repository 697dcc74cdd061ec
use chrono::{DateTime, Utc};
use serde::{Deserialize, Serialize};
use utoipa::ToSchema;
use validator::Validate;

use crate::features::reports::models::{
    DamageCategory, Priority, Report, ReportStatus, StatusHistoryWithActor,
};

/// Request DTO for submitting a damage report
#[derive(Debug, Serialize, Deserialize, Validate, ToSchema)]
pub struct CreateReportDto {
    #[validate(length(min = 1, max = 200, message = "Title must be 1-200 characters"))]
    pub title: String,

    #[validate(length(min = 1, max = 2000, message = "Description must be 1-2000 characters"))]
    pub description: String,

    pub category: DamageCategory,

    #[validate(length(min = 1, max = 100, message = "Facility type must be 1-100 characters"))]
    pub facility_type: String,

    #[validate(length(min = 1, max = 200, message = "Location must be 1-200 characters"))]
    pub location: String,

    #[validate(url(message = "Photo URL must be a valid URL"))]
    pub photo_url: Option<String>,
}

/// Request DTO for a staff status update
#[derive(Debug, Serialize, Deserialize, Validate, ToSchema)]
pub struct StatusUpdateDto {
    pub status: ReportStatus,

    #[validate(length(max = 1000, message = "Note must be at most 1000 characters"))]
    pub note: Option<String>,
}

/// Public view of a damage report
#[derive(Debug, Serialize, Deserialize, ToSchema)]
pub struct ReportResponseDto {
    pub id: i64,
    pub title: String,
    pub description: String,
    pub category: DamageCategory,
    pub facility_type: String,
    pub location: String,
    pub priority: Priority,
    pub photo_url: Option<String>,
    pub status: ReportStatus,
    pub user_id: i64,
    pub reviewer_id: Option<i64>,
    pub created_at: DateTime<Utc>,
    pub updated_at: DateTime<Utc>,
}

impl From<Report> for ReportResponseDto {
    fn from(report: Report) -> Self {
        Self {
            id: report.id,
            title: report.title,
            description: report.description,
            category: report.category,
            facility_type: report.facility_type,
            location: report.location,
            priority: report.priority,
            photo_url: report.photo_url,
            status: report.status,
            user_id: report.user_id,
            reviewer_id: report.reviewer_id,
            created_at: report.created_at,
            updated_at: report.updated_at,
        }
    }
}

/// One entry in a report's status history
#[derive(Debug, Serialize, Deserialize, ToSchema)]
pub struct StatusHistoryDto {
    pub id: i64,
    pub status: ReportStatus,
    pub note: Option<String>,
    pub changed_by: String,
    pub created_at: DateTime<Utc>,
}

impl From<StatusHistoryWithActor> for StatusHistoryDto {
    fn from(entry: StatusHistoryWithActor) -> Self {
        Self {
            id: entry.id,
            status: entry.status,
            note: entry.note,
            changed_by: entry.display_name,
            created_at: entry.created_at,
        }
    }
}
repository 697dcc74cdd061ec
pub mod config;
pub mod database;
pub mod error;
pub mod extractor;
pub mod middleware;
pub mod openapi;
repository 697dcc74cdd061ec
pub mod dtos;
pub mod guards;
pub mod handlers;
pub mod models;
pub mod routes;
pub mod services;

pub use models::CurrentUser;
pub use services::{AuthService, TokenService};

*****

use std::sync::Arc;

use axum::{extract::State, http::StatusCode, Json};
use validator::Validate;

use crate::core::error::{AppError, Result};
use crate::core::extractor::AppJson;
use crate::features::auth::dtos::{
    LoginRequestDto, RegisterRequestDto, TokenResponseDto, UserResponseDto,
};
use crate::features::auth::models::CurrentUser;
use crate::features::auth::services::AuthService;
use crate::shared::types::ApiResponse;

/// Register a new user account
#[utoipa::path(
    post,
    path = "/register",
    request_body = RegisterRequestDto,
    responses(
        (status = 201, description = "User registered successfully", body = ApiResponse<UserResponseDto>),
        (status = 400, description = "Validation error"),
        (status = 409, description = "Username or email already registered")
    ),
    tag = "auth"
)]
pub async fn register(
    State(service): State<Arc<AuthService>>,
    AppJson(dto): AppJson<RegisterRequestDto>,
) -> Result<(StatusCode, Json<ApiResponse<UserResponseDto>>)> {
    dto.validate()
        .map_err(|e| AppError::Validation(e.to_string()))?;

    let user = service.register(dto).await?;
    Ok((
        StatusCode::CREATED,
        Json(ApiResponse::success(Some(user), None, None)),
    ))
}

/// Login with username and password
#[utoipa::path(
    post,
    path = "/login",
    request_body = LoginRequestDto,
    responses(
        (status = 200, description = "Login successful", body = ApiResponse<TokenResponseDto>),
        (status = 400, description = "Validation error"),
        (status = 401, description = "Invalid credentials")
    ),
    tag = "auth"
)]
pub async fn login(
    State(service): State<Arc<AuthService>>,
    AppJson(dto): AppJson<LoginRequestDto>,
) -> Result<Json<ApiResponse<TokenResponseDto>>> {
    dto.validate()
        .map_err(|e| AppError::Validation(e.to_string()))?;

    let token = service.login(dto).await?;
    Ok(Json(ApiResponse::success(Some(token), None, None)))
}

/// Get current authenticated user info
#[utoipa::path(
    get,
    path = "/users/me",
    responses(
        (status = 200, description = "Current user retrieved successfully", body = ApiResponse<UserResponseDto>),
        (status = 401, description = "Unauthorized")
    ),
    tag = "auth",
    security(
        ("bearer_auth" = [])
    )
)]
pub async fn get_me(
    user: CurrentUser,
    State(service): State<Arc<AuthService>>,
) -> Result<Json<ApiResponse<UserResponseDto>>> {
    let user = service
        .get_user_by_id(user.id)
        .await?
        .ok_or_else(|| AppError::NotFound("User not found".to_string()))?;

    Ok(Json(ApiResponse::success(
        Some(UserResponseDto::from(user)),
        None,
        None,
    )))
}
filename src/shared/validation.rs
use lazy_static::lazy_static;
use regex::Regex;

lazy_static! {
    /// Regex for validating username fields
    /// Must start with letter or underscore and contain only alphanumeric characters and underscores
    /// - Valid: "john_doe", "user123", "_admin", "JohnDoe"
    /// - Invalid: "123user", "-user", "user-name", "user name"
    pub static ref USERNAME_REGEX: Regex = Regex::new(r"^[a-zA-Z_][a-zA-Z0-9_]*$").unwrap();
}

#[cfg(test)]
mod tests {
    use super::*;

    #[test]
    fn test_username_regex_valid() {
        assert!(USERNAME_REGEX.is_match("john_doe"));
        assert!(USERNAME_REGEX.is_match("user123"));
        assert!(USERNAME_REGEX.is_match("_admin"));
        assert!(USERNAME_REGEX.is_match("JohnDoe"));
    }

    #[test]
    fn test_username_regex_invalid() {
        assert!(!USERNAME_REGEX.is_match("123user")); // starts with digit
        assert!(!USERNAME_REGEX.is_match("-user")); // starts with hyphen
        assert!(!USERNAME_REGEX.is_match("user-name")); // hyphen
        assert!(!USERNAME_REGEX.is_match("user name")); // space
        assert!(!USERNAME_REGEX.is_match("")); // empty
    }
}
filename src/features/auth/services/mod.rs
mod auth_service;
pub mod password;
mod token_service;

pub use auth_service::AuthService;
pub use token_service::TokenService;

*****

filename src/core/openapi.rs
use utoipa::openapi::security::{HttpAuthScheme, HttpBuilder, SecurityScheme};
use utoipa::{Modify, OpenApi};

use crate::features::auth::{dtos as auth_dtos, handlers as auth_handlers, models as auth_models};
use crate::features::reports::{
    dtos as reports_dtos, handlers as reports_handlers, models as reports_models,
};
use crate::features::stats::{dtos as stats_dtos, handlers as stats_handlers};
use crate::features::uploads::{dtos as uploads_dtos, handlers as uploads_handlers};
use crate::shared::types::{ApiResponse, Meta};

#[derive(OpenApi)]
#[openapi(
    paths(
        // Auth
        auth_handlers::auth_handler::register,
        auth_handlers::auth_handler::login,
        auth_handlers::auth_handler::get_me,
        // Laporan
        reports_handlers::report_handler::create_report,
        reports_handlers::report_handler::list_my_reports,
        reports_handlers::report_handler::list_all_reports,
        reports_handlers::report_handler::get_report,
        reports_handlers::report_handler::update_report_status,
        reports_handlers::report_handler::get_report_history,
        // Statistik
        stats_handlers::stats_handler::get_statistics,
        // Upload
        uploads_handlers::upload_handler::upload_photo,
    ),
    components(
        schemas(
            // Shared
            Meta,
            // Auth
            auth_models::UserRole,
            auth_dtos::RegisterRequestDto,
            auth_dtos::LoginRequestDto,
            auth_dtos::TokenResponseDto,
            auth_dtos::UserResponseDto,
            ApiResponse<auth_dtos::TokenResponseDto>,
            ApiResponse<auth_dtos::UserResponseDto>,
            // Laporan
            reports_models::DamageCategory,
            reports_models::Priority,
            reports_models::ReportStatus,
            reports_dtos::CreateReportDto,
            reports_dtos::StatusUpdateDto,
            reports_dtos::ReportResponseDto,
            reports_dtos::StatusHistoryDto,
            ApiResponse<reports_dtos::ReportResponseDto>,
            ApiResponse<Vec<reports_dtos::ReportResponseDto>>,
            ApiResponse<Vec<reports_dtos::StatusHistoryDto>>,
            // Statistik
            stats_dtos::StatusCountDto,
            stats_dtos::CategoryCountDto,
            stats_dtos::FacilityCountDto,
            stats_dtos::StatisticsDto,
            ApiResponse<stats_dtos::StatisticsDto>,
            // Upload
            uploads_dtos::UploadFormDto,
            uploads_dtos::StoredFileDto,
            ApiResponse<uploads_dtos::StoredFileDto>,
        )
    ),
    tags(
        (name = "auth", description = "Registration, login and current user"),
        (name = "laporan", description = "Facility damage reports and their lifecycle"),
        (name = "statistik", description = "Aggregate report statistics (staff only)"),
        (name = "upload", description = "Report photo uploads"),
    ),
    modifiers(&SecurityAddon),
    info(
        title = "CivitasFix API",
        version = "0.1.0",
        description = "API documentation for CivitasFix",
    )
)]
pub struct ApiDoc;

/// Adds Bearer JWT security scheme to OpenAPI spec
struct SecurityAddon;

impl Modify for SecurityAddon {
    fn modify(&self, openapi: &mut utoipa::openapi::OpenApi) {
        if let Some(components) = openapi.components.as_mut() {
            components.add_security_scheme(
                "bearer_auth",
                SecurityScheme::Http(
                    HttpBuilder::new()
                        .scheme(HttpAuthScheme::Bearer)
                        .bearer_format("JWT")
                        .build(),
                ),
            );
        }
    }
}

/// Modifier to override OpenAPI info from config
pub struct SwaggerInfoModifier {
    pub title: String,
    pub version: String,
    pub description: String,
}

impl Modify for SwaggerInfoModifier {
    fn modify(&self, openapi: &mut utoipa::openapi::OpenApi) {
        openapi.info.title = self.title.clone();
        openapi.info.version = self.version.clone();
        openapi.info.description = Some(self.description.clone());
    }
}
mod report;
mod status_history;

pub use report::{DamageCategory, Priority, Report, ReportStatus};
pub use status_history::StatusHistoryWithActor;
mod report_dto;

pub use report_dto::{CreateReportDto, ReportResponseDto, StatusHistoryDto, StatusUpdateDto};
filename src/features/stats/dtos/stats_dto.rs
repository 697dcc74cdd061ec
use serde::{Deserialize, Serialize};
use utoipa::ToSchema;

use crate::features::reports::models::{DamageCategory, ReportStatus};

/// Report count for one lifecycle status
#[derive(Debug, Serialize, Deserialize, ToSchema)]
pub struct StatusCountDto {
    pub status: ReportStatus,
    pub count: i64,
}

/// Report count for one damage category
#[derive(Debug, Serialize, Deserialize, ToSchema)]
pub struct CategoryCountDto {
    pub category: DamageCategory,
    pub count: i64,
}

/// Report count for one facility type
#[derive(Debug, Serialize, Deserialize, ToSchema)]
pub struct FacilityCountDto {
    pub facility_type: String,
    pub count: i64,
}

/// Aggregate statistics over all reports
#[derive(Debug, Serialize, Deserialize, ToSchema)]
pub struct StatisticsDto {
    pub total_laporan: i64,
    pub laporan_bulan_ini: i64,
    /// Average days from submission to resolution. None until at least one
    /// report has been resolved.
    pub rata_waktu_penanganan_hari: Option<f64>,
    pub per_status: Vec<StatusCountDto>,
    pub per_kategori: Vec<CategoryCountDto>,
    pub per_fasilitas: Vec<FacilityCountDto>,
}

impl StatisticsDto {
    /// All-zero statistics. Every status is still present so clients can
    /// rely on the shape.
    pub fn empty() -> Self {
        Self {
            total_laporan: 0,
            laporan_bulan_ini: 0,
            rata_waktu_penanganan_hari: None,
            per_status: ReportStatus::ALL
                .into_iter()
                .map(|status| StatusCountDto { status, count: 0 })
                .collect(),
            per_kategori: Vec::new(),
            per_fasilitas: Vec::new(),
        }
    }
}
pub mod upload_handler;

*****

### TASK
Identify the lines above that contain the word "types", then copy them.

### EXPECTED ANSWER
use crate::shared::types::ApiResponse;
use crate::shared::types::{ApiResponse, Meta};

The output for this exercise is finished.